Leading Arizona anti-abortion lobbyist Cathi Herrod told senators “the option of adoption should be easily accessible and simple to navigate,” arguing organizations that provide abortion information don’t prioritize adoption.
Sen. Sally Ann Gonzales, D-Tucson, and Sen. Tony Navarrete, D-Phoenix, said they had no problem with the state providing adoption information.
But Gonzales said she “really, really” had a problem with DHS not providing comprehensive health information alongside it. And Navarrete said the state should focus on its overtaxed foster care system first.
Discrimination, religious objections are focus of other bills
Four abortion measures garnered enough votes to make it out of committee hearings but haven’t received a final floor vote in their chambers of origin. If that doesn’t happen by the end of next week, it will significantly dim their chances of success.

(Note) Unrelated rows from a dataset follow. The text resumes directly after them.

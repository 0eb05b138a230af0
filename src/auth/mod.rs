//! Credential provider.
//!
//! Resolves the bearer token used against API Hub and the optional static
//! API key attached to discovered operations. The token chain mirrors the
//! usual Google order: an inline service-account key, then Application
//! Default Credentials (key file, gcloud well-known file, metadata server).
//! When the chain fails the pre-obtained `APIHUB_ACCESS_TOKEN` is used.

pub mod credential;
pub mod service_account;

use std::path::PathBuf;
use std::sync::Arc;
use std::time::Duration;

use async_trait::async_trait;
use serde::Deserialize;
use thiserror::Error;

use crate::config::{
    ConfigSource, APIHUB_ACCESS_TOKEN, APIHUB_SA_KEY_JSON, APIKEY_CREDENTIAL,
    GOOGLE_APPLICATION_CREDENTIALS,
};

pub use credential::{ApiKeyLocation, AuthCredential, AuthScheme, RequestParts};
pub use service_account::ServiceAccountKey;

pub const CLOUD_PLATFORM_SCOPE: &str = "https://www.googleapis.com/auth/cloud-platform";

const DEFAULT_OAUTH_TOKEN_URL: &str = "https://oauth2.googleapis.com/token";
const DEFAULT_METADATA_TOKEN_URL: &str =
    "http://metadata.google.internal/computeMetadata/v1/instance/service-accounts/default/token";

/// Errors raised inside the credential chain. They never leave
/// [`GoogleCredentialChain::access_token`]; the chain falls back instead.
#[derive(Debug, Error)]
pub enum AuthError {
    #[error("Invalid service account key: {0}")]
    InvalidKey(String),

    #[error("Unsupported credentials file type: {0}")]
    UnsupportedCredentials(String),

    #[error("Failed to read credentials file {path}: {source}")]
    CredentialsFile {
        path: String,
        #[source]
        source: std::io::Error,
    },

    #[error("Token request failed: {0}")]
    Transport(#[from] reqwest::Error),

    #[error("Token endpoint returned {status}: {body}")]
    TokenEndpoint { status: u16, body: String },
}

/// The token endpoint's success payload.
#[derive(Debug, Deserialize)]
pub(crate) struct TokenResponse {
    access_token: String,
}

impl TokenResponse {
    pub(crate) async fn read(response: reqwest::Response) -> Result<String, AuthError> {
        let status = response.status();
        if !status.is_success() {
            let body = response.text().await.unwrap_or_default();
            return Err(AuthError::TokenEndpoint {
                status: status.as_u16(),
                body,
            });
        }
        let token: TokenResponse = response.json().await?;
        Ok(token.access_token)
    }
}

/// Supplies bearer tokens for API Hub calls.
#[async_trait]
pub trait TokenProvider: Send + Sync + std::fmt::Debug {
    /// A usable access token, or `None` when every source failed.
    async fn access_token(&self) -> Option<String>;
}

/// Always returns the same token. Useful for tests and for pre-minted tokens.
#[derive(Debug, Clone)]
pub struct StaticTokenProvider {
    token: Option<String>,
}

impl StaticTokenProvider {
    pub fn new(token: impl Into<String>) -> Self {
        let token = token.into();
        Self {
            token: (!token.is_empty()).then_some(token),
        }
    }

    pub fn empty() -> Self {
        Self { token: None }
    }
}

#[async_trait]
impl TokenProvider for StaticTokenProvider {
    async fn access_token(&self) -> Option<String> {
        self.token.clone()
    }
}

/// Read the static API-key credential, if one is configured.
pub fn static_credential(config: &dyn ConfigSource) -> Option<AuthCredential> {
    config.get(APIKEY_CREDENTIAL).map(AuthCredential::ApiKey)
}

#[derive(Debug, Deserialize)]
#[serde(tag = "type", rename_all = "snake_case")]
enum CredentialsFile {
    ServiceAccount(ServiceAccountKey),
    AuthorizedUser {
        client_id: String,
        client_secret: String,
        refresh_token: String,
    },
}

/// Google credential chain with a static-token fallback.
#[derive(Debug, Clone)]
pub struct GoogleCredentialChain {
    config: Arc<dyn ConfigSource>,
    http: reqwest::Client,
    oauth_token_url: String,
    metadata_token_url: String,
    well_known_file: Option<PathBuf>,
}

impl GoogleCredentialChain {
    pub fn new(config: Arc<dyn ConfigSource>) -> Self {
        let http = reqwest::Client::builder()
            .timeout(Duration::from_secs(10))
            .build()
            .unwrap_or_default();
        let well_known_file = std::env::var("HOME").ok().map(|home| {
            PathBuf::from(home).join(".config/gcloud/application_default_credentials.json")
        });
        Self {
            config,
            http,
            oauth_token_url: DEFAULT_OAUTH_TOKEN_URL.to_string(),
            metadata_token_url: DEFAULT_METADATA_TOKEN_URL.to_string(),
            well_known_file,
        }
    }

    pub fn with_oauth_token_url(mut self, url: impl Into<String>) -> Self {
        self.oauth_token_url = url.into();
        self
    }

    pub fn with_metadata_token_url(mut self, url: impl Into<String>) -> Self {
        self.metadata_token_url = url.into();
        self
    }

    pub fn with_well_known_file(mut self, path: Option<PathBuf>) -> Self {
        self.well_known_file = path;
        self
    }

    async fn refresh(&self) -> Result<String, AuthError> {
        if let Some(raw) = self.config.get(APIHUB_SA_KEY_JSON) {
            let key = ServiceAccountKey::from_json(&raw)?;
            return key.fetch_token(&self.http).await;
        }
        self.application_default().await
    }

    async fn application_default(&self) -> Result<String, AuthError> {
        let explicit = self
            .config
            .get(GOOGLE_APPLICATION_CREDENTIALS)
            .map(PathBuf::from);
        let well_known = self.well_known_file.clone().filter(|p| p.exists());

        match explicit.or(well_known) {
            Some(path) => {
                let raw = tokio::fs::read_to_string(&path).await.map_err(|source| {
                    AuthError::CredentialsFile {
                        path: path.display().to_string(),
                        source,
                    }
                })?;
                self.from_credentials_file(&raw).await
            }
            None => self.metadata_token().await,
        }
    }

    async fn from_credentials_file(&self, raw: &str) -> Result<String, AuthError> {
        let file: CredentialsFile = serde_json::from_str(raw)
            .map_err(|e| AuthError::UnsupportedCredentials(e.to_string()))?;
        match file {
            CredentialsFile::ServiceAccount(key) => key.fetch_token(&self.http).await,
            CredentialsFile::AuthorizedUser {
                client_id,
                client_secret,
                refresh_token,
            } => {
                let response = self
                    .http
                    .post(&self.oauth_token_url)
                    .form(&[
                        ("grant_type", "refresh_token"),
                        ("client_id", client_id.as_str()),
                        ("client_secret", client_secret.as_str()),
                        ("refresh_token", refresh_token.as_str()),
                    ])
                    .send()
                    .await?;
                TokenResponse::read(response).await
            }
        }
    }

    async fn metadata_token(&self) -> Result<String, AuthError> {
        let response = self
            .http
            .get(&self.metadata_token_url)
            .header("Metadata-Flavor", "Google")
            .send()
            .await?;
        TokenResponse::read(response).await
    }
}

#[async_trait]
impl TokenProvider for GoogleCredentialChain {
    async fn access_token(&self) -> Option<String> {
        match self.refresh().await {
            Ok(token) if !token.is_empty() => Some(token),
            Ok(_) => {
                tracing::warn!("Credential chain returned an empty token, falling back to {}", APIHUB_ACCESS_TOKEN);
                self.config.get(APIHUB_ACCESS_TOKEN)
            }
            Err(e) => {
                tracing::warn!("Auth failed ({}), falling back to {}", e, APIHUB_ACCESS_TOKEN);
                self.config.get(APIHUB_ACCESS_TOKEN)
            }
        }
    }
}

#[cfg(test)]
mod tests {
    use super::*;
    use crate::config::MapSource;
    use std::io::Write;
    use wiremock::matchers::{body_string_contains, header, method, path};
    use wiremock::{Mock, MockServer, ResponseTemplate};

    const TEST_PEM: &str = include_str!("testdata/test_service_account.pem");

    fn token_body(token: &str) -> serde_json::Value {
        serde_json::json!({"access_token": token, "expires_in": 3600, "token_type": "Bearer"})
    }

    fn chain(config: MapSource, server: &MockServer) -> GoogleCredentialChain {
        GoogleCredentialChain::new(Arc::new(config))
            .with_oauth_token_url(format!("{}/oauth/token", server.uri()))
            .with_metadata_token_url(format!("{}/metadata/token", server.uri()))
            .with_well_known_file(None)
    }

    #[tokio::test]
    async fn test_inline_service_account_key_is_preferred() {
        let server = MockServer::start().await;
        Mock::given(method("POST"))
            .and(path("/sa/token"))
            .respond_with(ResponseTemplate::new(200).set_body_json(token_body("from-sa")))
            .mount(&server)
            .await;

        let sa = serde_json::json!({
            "type": "service_account",
            "client_email": "svc@example.iam.gserviceaccount.com",
            "private_key": TEST_PEM,
            "token_uri": format!("{}/sa/token", server.uri()),
        });
        let config = MapSource::new()
            .with(APIHUB_SA_KEY_JSON, sa.to_string())
            .with(APIHUB_ACCESS_TOKEN, "static");

        let token = chain(config, &server).access_token().await;
        assert_eq!(token.as_deref(), Some("from-sa"));
    }

    #[tokio::test]
    async fn test_malformed_key_falls_back_to_static_token() {
        let server = MockServer::start().await;
        let config = MapSource::new()
            .with(APIHUB_SA_KEY_JSON, "{not json")
            .with(APIHUB_ACCESS_TOKEN, "static-token");

        let token = chain(config, &server).access_token().await;
        assert_eq!(token.as_deref(), Some("static-token"));
    }

    #[tokio::test]
    async fn test_no_sources_and_no_fallback_is_none() {
        let server = MockServer::start().await;
        Mock::given(method("GET"))
            .and(path("/metadata/token"))
            .respond_with(ResponseTemplate::new(404))
            .mount(&server)
            .await;

        let token = chain(MapSource::new(), &server).access_token().await;
        assert!(token.is_none());
    }

    #[tokio::test]
    async fn test_metadata_server_is_last_adc_source() {
        let server = MockServer::start().await;
        Mock::given(method("GET"))
            .and(path("/metadata/token"))
            .and(header("Metadata-Flavor", "Google"))
            .respond_with(ResponseTemplate::new(200).set_body_json(token_body("from-gce")))
            .mount(&server)
            .await;

        let token = chain(MapSource::new(), &server).access_token().await;
        assert_eq!(token.as_deref(), Some("from-gce"));
    }

    #[tokio::test]
    async fn test_authorized_user_file_uses_refresh_grant() {
        let server = MockServer::start().await;
        Mock::given(method("POST"))
            .and(path("/oauth/token"))
            .and(body_string_contains("grant_type=refresh_token"))
            .respond_with(ResponseTemplate::new(200).set_body_json(token_body("from-user")))
            .mount(&server)
            .await;

        let mut file = tempfile::NamedTempFile::new().unwrap();
        write!(
            file,
            "{}",
            serde_json::json!({
                "type": "authorized_user",
                "client_id": "cid",
                "client_secret": "csecret",
                "refresh_token": "rt",
            })
        )
        .unwrap();

        let config = MapSource::new().with(
            GOOGLE_APPLICATION_CREDENTIALS,
            file.path().display().to_string(),
        );
        let token = chain(config, &server).access_token().await;
        assert_eq!(token.as_deref(), Some("from-user"));
    }

    #[tokio::test]
    async fn test_static_provider() {
        assert_eq!(
            StaticTokenProvider::new("t").access_token().await.as_deref(),
            Some("t")
        );
        assert!(StaticTokenProvider::new("").access_token().await.is_none());
        assert!(StaticTokenProvider::empty().access_token().await.is_none());
    }

    #[test]
    fn test_static_credential_reads_config_lazily() {
        let config = MapSource::new();
        assert!(static_credential(&config).is_none());
        config.set(APIKEY_CREDENTIAL, "abc");
        assert_eq!(
            static_credential(&config),
            Some(AuthCredential::ApiKey("abc".to_string()))
        );
    }
}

Senate Bill 1381, sponsored by Sen. Wendy Rogers, R-Flagstaff, would make knowingly performing an abortion based on sex or race a Class 2 felony punishable by up to 10 years in prison, up from a Class 3 felony.
It also would criminalize abortions based on a fetal disability — defined as an “impairment that is expected to substantially limit one or more major life activities of an unborn child” — and would increase the maximum civil penalty for failing to report such an abortion from $10,000 to $20,000.
Like Barto, Rogers said the legislation “gives voice to those who have no voice.”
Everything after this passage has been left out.